Eis que deparo com alguém me jogando ao rosto dificuldade de relacionamento com os à minha volta.
Não deu outra. Tal feedback deixou-me estupefato.
Na verdade, deixando de lado uma certa dose de drama, reparo minha afirmação e digo que a situação apenas me causou alguma surpresa.
Já percebi em diversas ocasiões alguns viventes que jamais tiveram qualquer tipo de relação comigo empreender campanhas hercúleas para me prejudicar ou fazer crer ser eu o responsável por problemas de cuja existência eu sequer tinha ciência.
Sinceramente, desconheço a exata razão de uma postura como essa. No entanto, rendo-me a investir algum tempo e um maior esforço para a compreensão e correção do fator que eventualmente contribua para tanto.

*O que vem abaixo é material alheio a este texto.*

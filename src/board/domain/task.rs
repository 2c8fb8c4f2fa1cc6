//! Task record and status.

use super::{ParseTaskStatusError, TaskId};
use serde::{Deserialize, Serialize};
use std::fmt;
use std::str::FromStr;

/// Which list a task belongs to.
#[derive(Debug, Clone, Copy, PartialEq, Eq, Hash, Serialize, Deserialize)]
#[serde(rename_all = "snake_case")]
pub enum TaskStatus {
    /// Task is still being worked on.
    Active,
    /// Task has been completed.
    Finished,
}

impl TaskStatus {
    /// Every status, in board order.
    pub const ALL: [Self; 2] = [Self::Active, Self::Finished];

    /// Returns the canonical string representation.
    #[must_use]
    pub const fn as_str(self) -> &'static str {
        match self {
            Self::Active => "active",
            Self::Finished => "finished",
        }
    }
}

impl TryFrom<&str> for TaskStatus {
    type Error = ParseTaskStatusError;

    fn try_from(value: &str) -> Result<Self, Self::Error> {
        let normalized = value.trim().to_ascii_lowercase();
        match normalized.as_str() {
            "active" => Ok(Self::Active),
            "finished" => Ok(Self::Finished),
            _ => Err(ParseTaskStatusError(value.to_owned())),
        }
    }
}

impl FromStr for TaskStatus {
    type Err = ParseTaskStatusError;

    fn from_str(s: &str) -> Result<Self, Self::Err> {
        Self::try_from(s)
    }
}

impl fmt::Display for TaskStatus {
    fn fmt(&self, f: &mut fmt::Formatter<'_>) -> fmt::Result {
        f.write_str(self.as_str())
    }
}

/// A unit of work on the board.
///
/// Every field except `status` is fixed at creation. The status can only
/// be changed by [`crate::board::services::TaskStore::change_status`].
#[derive(Debug, Clone, PartialEq, Eq, Serialize)]
pub struct Task {
    id: TaskId,
    title: String,
    description: String,
    deadline: String,
    status: TaskStatus,
}

impl Task {
    /// Creates a task in the [`TaskStatus::Active`] state.
    pub(crate) const fn new_active(
        id: TaskId,
        title: String,
        description: String,
        deadline: String,
    ) -> Self {
        Self {
            id,
            title,
            description,
            deadline,
            status: TaskStatus::Active,
        }
    }

    /// Returns the task identifier.
    #[must_use]
    pub const fn id(&self) -> &TaskId {
        &self.id
    }

    /// Returns the task title.
    #[must_use]
    pub fn title(&self) -> &str {
        &self.title
    }

    /// Returns the task description.
    #[must_use]
    pub fn description(&self) -> &str {
        &self.description
    }

    /// Returns the deadline exactly as it was entered.
    #[must_use]
    pub fn deadline(&self) -> &str {
        &self.deadline
    }

    /// Returns the current status.
    #[must_use]
    pub const fn status(&self) -> TaskStatus {
        self.status
    }

    pub(crate) const fn set_status(&mut self, status: TaskStatus) {
        self.status = status;
    }
}
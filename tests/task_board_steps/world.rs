//! Shared world state for task board BDD scenarios.

use std::cell::Cell;
use std::rc::Rc;

use rstest::fixture;
use taskboard::board::{
    adapters::view::{TaskInput, TaskInputError, TaskList},
    domain::{Task, TaskId, TaskStatus},
    services::TaskStore,
};

/// Scenario world for task board behaviour tests.
pub struct TaskBoardWorld {
    pub store: TaskStore,
    pub active: TaskList,
    pub finished: TaskList,
    pub form: TaskInput,
    pub notifications: Rc<Cell<usize>>,
    pub last_submission: Option<Result<TaskId, TaskInputError>>,
}

impl TaskBoardWorld {
    /// Creates a board with both lists attached and a notification counter.
    #[must_use]
    pub fn new() -> Self {
        let mut store = TaskStore::new();
        let finished = TaskList::attach(TaskStatus::Finished, &mut store);
        let active = TaskList::attach(TaskStatus::Active, &mut store);
        let notifications = Rc::new(Cell::new(0));
        let counter = Rc::clone(&notifications);
        store.subscribe(move |_: &[Task]| counter.set(counter.get() + 1));

        Self {
            store,
            active,
            finished,
            form: TaskInput::new(),
            notifications,
            last_submission: None,
        }
    }
}

impl Default for TaskBoardWorld {
    fn default() -> Self {
        Self::new()
    }
}

/// Fixture that creates a new scenario world.
#[fixture]
pub fn world() -> TaskBoardWorld {
    TaskBoardWorld::default()
}

/// Parses a status named in a scenario.
pub fn parse_status(raw: &str) -> Result<TaskStatus, eyre::Report> {
    TaskStatus::try_from(raw).map_err(|err| eyre::eyre!("invalid status in scenario: {err}"))
}
//! Taskboard: the state and validation core of a drag-and-drop task board.
//!
//! Users create tasks with a title, description and deadline. New tasks
//! land in the active list and are dragged into the finished list when
//! done. Every view reads from one observable task store that notifies its
//! subscribers synchronously after each change.
//!
//! # Architecture
//!
//! Taskboard follows hexagonal architecture principles:
//!
//! - **Domain**: task records and validation requests
//! - **Services**: the observable task store
//! - **Adapters**: headless views that render HTML and handle drag and drop
//!
//! # Modules
//!
//! - [`board`]: task domain, validation, store and views

pub mod board;
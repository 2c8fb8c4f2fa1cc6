//! Error types for task parsing and input validation.

use thiserror::Error;

/// Error returned while parsing a task status string.
#[derive(Debug, Clone, Error, PartialEq, Eq)]
#[error("unknown task status: {0}")]
pub struct ParseTaskStatusError(pub String);

/// A constraint that a [`super::Validatable`] value failed.
#[derive(Debug, Clone, Error, PartialEq, Eq)]
pub enum ValidationError {
    /// The value is empty after trimming.
    #[error("value is required")]
    Required,

    /// The text is shorter than the minimum length.
    #[error("length {actual} is below the minimum of {min}")]
    TooShort {
        /// Minimum accepted length.
        min: usize,
        /// Actual length of the value.
        actual: usize,
    },

    /// The text is longer than the maximum length.
    #[error("length {actual} exceeds the maximum of {max}")]
    TooLong {
        /// Maximum accepted length.
        max: usize,
        /// Actual length of the value.
        actual: usize,
    },

    /// The text could not be parsed as a date.
    #[error("'{0}' is not a valid date")]
    InvalidDate(String),

    /// The date lies before the current instant.
    #[error("date '{0}' is in the past")]
    DateInPast(String),

    /// Several constraints failed.
    #[error("multiple validation errors: {}", format_errors(.0))]
    Multiple(Vec<Self>),
}

fn format_errors(errors: &[ValidationError]) -> String {
    errors
        .iter()
        .map(ToString::to_string)
        .collect::<Vec<_>>()
        .join("; ")
}

impl ValidationError {
    /// Combines collected errors into one.
    ///
    /// Returns `None` when `errors` is empty and the single error unwrapped
    /// when there is exactly one.
    #[must_use]
    pub fn combine(errors: Vec<Self>) -> Option<Self> {
        if errors.len() > 1 {
            return Some(Self::Multiple(errors));
        }
        errors.into_iter().next()
    }

    /// Returns the individual failures, flattening [`Self::Multiple`].
    #[must_use]
    pub fn failures(&self) -> Vec<&Self> {
        match self {
            Self::Multiple(errors) => errors.iter().flat_map(Self::failures).collect(),
            other => vec![other],
        }
    }
}
//! Unit tests for the task board module.
//!
//! Tests are organised by component, covering happy paths, no-op cases,
//! and the time-dependent behaviour of deadline validation.
//! Domain model for the task board.
//!
//! The domain holds the task record, its status, and the transient
//! validation request. None of these types know about the store or views.

mod error;
mod ids;
mod task;
mod validatable;

pub use error::{ParseTaskStatusError, ValidationError};
pub use ids::TaskId;
pub use task::{Task, TaskStatus};
pub use validatable::{Validatable, ValidatableValue};
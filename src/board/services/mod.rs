//! Application services for the task board.

mod store;

pub use store::{StatusChange, TaskListener, TaskStore};
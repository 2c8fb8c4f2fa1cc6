//! Input validation.
//!
//! Individual constraints live in [`rules`]; [`validate`] and [`check`]
//! apply every constraint a [`crate::board::domain::Validatable`] enables.

pub mod rules;
mod validator;

pub use validator::{check, validate};
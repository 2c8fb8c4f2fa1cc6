//! Headless view models for the board.
//!
//! Each view keeps the state a rendered component would hold, talks to the
//! [`crate::board::services::TaskStore`] the same way a browser component
//! does, and renders its markup through [`minijinja`] templates.
//!
//! - [`TaskInput`]: the task creation form
//! - [`TaskList`]: one list per [`crate::board::domain::TaskStatus`]
//! - [`TaskItem`]: a single draggable task row

mod config;
mod drag;
mod input;
mod item;
mod list;
mod templates;

pub use config::TaskFormConfig;
pub use drag::{DragPayload, DragTarget, Draggable, DropEffect, TEXT_PLAIN};
pub use input::{FieldError, TaskDraft, TaskField, TaskInput, TaskInputError};
pub use item::TaskItem;
pub use list::TaskList;
pub use templates::RenderError;
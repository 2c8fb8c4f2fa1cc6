//! Then steps for task board BDD scenarios.

use super::world::{TaskBoardWorld, parse_status};
use rstest_bdd_macros::then;
use taskboard::board::{
    adapters::view::TaskField,
    domain::TaskId,
};

#[then(r#"the active list shows "{id}""#)]
fn active_list_shows(world: &TaskBoardWorld, id: String) -> Result<(), eyre::Report> {
    let shown = world.active.displayed_ids();
    eyre::ensure!(
        shown.contains(&TaskId::from(id.as_str())),
        "expected {id} in the active list, found {shown:?}"
    );
    Ok(())
}

#[then(r#"the finished list shows "{id}""#)]
fn finished_list_shows(world: &TaskBoardWorld, id: String) -> Result<(), eyre::Report> {
    let shown = world.finished.displayed_ids();
    eyre::ensure!(
        shown.contains(&TaskId::from(id.as_str())),
        "expected {id} in the finished list, found {shown:?}"
    );
    Ok(())
}

#[then("the active list is empty")]
fn active_list_is_empty(world: &TaskBoardWorld) -> Result<(), eyre::Report> {
    let shown = world.active.displayed_ids();
    eyre::ensure!(shown.is_empty(), "expected no active tasks, found {shown:?}");
    Ok(())
}

#[then(r#"the task "{id}" has status "{status}""#)]
fn task_has_status(world: &TaskBoardWorld, id: String, status: String) -> Result<(), eyre::Report> {
    let expected = parse_status(&status)?;
    let task = world
        .store
        .get(&TaskId::from(id.as_str()))
        .ok_or_else(|| eyre::eyre!("task {id} is not on the board"))?;
    eyre::ensure!(
        task.status() == expected,
        "expected status {expected}, found {}",
        task.status()
    );
    Ok(())
}

#[then("the board has sent {count:usize} notification rounds")]
fn notification_rounds(world: &TaskBoardWorld, count: usize) -> Result<(), eyre::Report> {
    let sent = world.notifications.get();
    eyre::ensure!(sent == count, "expected {count} notification rounds, got {sent}");
    Ok(())
}

#[then(r#"the submission is rejected for the "{field}" field"#)]
fn submission_rejected_for(world: &TaskBoardWorld, field: String) -> Result<(), eyre::Report> {
    let result = world
        .last_submission
        .as_ref()
        .ok_or_else(|| eyre::eyre!("the form was not submitted"))?;
    let Err(error) = result else {
        return Err(eyre::eyre!("expected a rejected submission, got {result:?}"));
    };
    let fields: Vec<&str> = error.fields().into_iter().map(TaskField::as_str).collect();
    eyre::ensure!(
        fields == vec![field.as_str()],
        "expected only {field} to fail, got {fields:?}"
    );
    Ok(())
}

#[then("the board holds {count:usize} tasks")]
fn board_holds(world: &TaskBoardWorld, count: usize) -> Result<(), eyre::Report> {
    eyre::ensure!(
        world.store.len() == count,
        "expected {count} tasks, found {}",
        world.store.len()
    );
    Ok(())
}

#[then("the form is cleared")]
fn form_is_cleared(world: &TaskBoardWorld) -> Result<(), eyre::Report> {
    let form = &world.form;
    eyre::ensure!(
        form.title().is_empty() && form.description().is_empty() && form.deadline().is_empty(),
        "expected every form field to be empty"
    );
    Ok(())
}
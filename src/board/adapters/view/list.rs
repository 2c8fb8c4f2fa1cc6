//! Per-status task list.

use super::drag::{DragPayload, DragTarget};
use super::item::TaskItem;
use super::templates::{RenderError, TASK_LIST, Templates};
use crate::board::domain::{Task, TaskId, TaskStatus};
use crate::board::services::TaskStore;
use minijinja::context;
use std::cell::RefCell;
use std::rc::Rc;
use tracing::debug;

#[derive(Debug, Default)]
struct ListState {
    displayed: Vec<Task>,
    droppable: bool,
}

/// List of the tasks with one status.
///
/// The list subscribes to the store when attached and replaces its
/// displayed tasks on every notification. Until the first mutation after
/// attaching it shows nothing.
#[derive(Debug)]
pub struct TaskList {
    status: TaskStatus,
    state: Rc<RefCell<ListState>>,
}

impl TaskList {
    /// Creates the list for `status` and subscribes it to `store`.
    #[must_use]
    pub fn attach(status: TaskStatus, store: &mut TaskStore) -> Self {
        let state = Rc::new(RefCell::new(ListState::default()));
        let listener_state = Rc::clone(&state);
        store.subscribe(move |tasks: &[Task]| {
            let displayed: Vec<Task> = tasks
                .iter()
                .filter(|task| task.status() == status)
                .cloned()
                .collect();
            debug!(%status, count = displayed.len(), "list refreshed");
            listener_state.borrow_mut().displayed = displayed;
        });
        Self { status, state }
    }

    /// Returns the status this list shows.
    #[must_use]
    pub const fn status(&self) -> TaskStatus {
        self.status
    }

    /// Returns the list heading.
    #[must_use]
    pub const fn heading(&self) -> &'static str {
        match self.status {
            TaskStatus::Active => "In progress",
            TaskStatus::Finished => "Finished",
        }
    }

    /// Returns the id of the list's section element.
    #[must_use]
    pub fn element_id(&self) -> String {
        format!("{}-tasks", self.status)
    }

    /// Returns the id of the list's `<ul>` element.
    #[must_use]
    pub fn list_id(&self) -> String {
        format!("{}-list", self.status)
    }

    /// Returns a snapshot of the tasks currently displayed.
    #[must_use]
    pub fn displayed_tasks(&self) -> Vec<Task> {
        self.state.borrow().displayed.clone()
    }

    /// Returns the ids of the displayed tasks.
    #[must_use]
    pub fn displayed_ids(&self) -> Vec<TaskId> {
        self.state
            .borrow()
            .displayed
            .iter()
            .map(|task| task.id().clone())
            .collect()
    }

    /// Returns one row view per displayed task.
    #[must_use]
    pub fn items(&self) -> Vec<TaskItem> {
        self.displayed_tasks().into_iter().map(TaskItem::new).collect()
    }

    /// Returns `true` while a payload hovers over the list.
    #[must_use]
    pub fn is_droppable(&self) -> bool {
        self.state.borrow().droppable
    }

    /// Renders the list section with all of its rows.
    ///
    /// # Errors
    ///
    /// Returns [`RenderError`] when a template fails to render.
    pub fn render(&self) -> Result<String, RenderError> {
        let templates = Templates::load()?;
        let items = self
            .items()
            .iter()
            .map(|item| item.render_with(&templates))
            .collect::<Result<Vec<_>, _>>()?;
        templates.render(
            TASK_LIST,
            context! {
                status => self.status.as_str(),
                heading => self.heading(),
                droppable => self.is_droppable(),
                items => items,
            },
        )
    }

    fn set_droppable(&self, droppable: bool) {
        self.state.borrow_mut().droppable = droppable;
    }
}

impl DragTarget for TaskList {
    fn drag_over(&mut self, payload: &DragPayload) -> bool {
        if !payload.is_text() {
            return false;
        }
        self.set_droppable(true);
        true
    }

    fn drop_payload(&mut self, payload: &DragPayload, store: &mut TaskStore) {
        self.set_droppable(false);
        if !payload.is_text() {
            debug!(media_type = payload.media_type(), "non-text payload dropped");
            return;
        }
        let task_id = TaskId::from(payload.data());
        let outcome = store.change_status(&task_id, self.status);
        debug!(%task_id, status = %self.status, ?outcome, "payload dropped");
    }

    fn drag_leave(&mut self) {
        self.set_droppable(false);
    }
}
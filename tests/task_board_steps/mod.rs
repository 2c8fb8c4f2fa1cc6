//! Step definitions for task board BDD scenarios.

pub mod world;

mod given;
mod then;
mod when;
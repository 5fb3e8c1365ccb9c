//! Styled-line reporting
//!
//! All runner output flows through the [`Reporter`] seam, so console
//! color-state stays confined to one backend and tests can capture the
//! report verbatim.

use crate::console::{Color, Console};

/// Delimiter some runtimes insert between the frames a test author cares
/// about and the scheduler frames behind them. Everything from the marker
/// on is noise and is trimmed before display.
pub const STACK_TRACE_END_MARKER: &str = "--- End of stack trace from previous location ---";

/// Semantic severity of one reported line
#[derive(Debug, Clone, Copy, PartialEq, Eq)]
pub enum Style {
    Normal,
    Success,
    Failure,
    Warning,
}

/// Write one styled line of report output
pub trait Reporter {
    fn line(&mut self, style: Style, text: &str);
}

/// Reporter backend that writes colorized lines to stdout
pub struct ConsoleReporter {
    console: Console,
}

impl ConsoleReporter {
    /// Create a reporter with automatic color detection
    pub fn new() -> Self {
        Self {
            console: Console::new(),
        }
    }

    /// Create a reporter that never emits color codes
    pub fn no_colors() -> Self {
        Self {
            console: Console::no_colors(),
        }
    }
}

impl Default for ConsoleReporter {
    fn default() -> Self {
        Self::new()
    }
}

impl Reporter for ConsoleReporter {
    fn line(&mut self, style: Style, text: &str) {
        match style {
            Style::Normal => println!("{text}"),
            Style::Success => println!("{}", self.console.colorize(text, Color::Green)),
            Style::Failure => println!("{}", self.console.colorize(text, Color::Red)),
            Style::Warning => println!("{}", self.console.colorize(text, Color::Yellow)),
        }
    }
}

/// Reporter backend that records lines in memory.
///
/// Used by the harness's own tests and by embedders that want to render
/// the report elsewhere.
#[derive(Debug, Default)]
pub struct CaptureReporter {
    lines: Vec<(Style, String)>,
}

impl CaptureReporter {
    pub fn new() -> Self {
        Self::default()
    }

    pub fn lines(&self) -> &[(Style, String)] {
        &self.lines
    }
}

impl Reporter for CaptureReporter {
    fn line(&mut self, style: Style, text: &str) {
        self.lines.push((style, text.to_string()));
    }
}

/// Trim a diagnostic trace to the portion a test author should see.
///
/// Text from [`STACK_TRACE_END_MARKER`] onwards is dropped, trailing
/// whitespace included.
pub fn visible_trace(trace: &str) -> &str {
    match trace.find(STACK_TRACE_END_MARKER) {
        Some(at) => trace[..at].trim_end(),
        None => trace,
    }
}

Apesar de haver muitos indivíduos à minha volta, eles não possuem o mesmo significado para mim e, por conseguinte, o mesmo nível de interação, contato e dispensa de tempo de convívio.
Quem sabe, essa situação se deva ao fato de eu não confundir as mais diversas formas de relacionamento (pessoal, profissional, mero conhecimento “de vista” etc.) e, por isso, tratar como colegas os colegas, amigos os amigos, conhecidos os conhecidos e desconhecidos àqueles cuja existência ignoro.
Decerto, alguns – não sei se por complexo de inferioridade velado, hábito de conviver com e como personagens, ou mesmo repletos de razão – podem confundir a altivez de minha personalidade com soberba.
Como todo bom arrogante, não poderia perder essa oportunidade de jogar à cara dos mortais que sou melhor que todos vocês.
Certamente não perderia. E faria de modo garrafal e pouco elegante, caso pensasse desse modo.
Contudo, não se trata disso.
Não gosto de todos os indivíduos, mas adoro o gênero “ser humano”, preciso muito das demais pessoas e não me acho mais ou menos interessante que qualquer de nós.
Pelo contrário, costumo me aproximar de muito poucas pessoas, mas desafio aquelas que realmente me conhecem a não gostar de mim.
Por isso, contesto minha fama de indiferente utilizando toda a indiferença de quem ignora tal reputação e grita aos quatro ventos: adoro gente!
Vivo cercado de gente e gosto disso.
Só não me prostituo a ponto de cultivar “amizades boas”, que venham a me acrescentar coisas, trazer oportunidades, abrir portas – tradução: representar algum tipo de vantagem.
Prefiro amigos que me façam bem pela sua presença. Seja física ou não. Apenas continuo amando mais aqueles que me trazem valores afetivos que os que representam progresso econômico ou social.
Gosto de gente por gostar de gente e não lanço mão de afeto ou simpatia como modo de investimento para adquirir coisas decentemente inacessíveis.
Enfim, apenas os que realmente tiveram minha confiança para me conhecer podem emitir juízo sobre mim.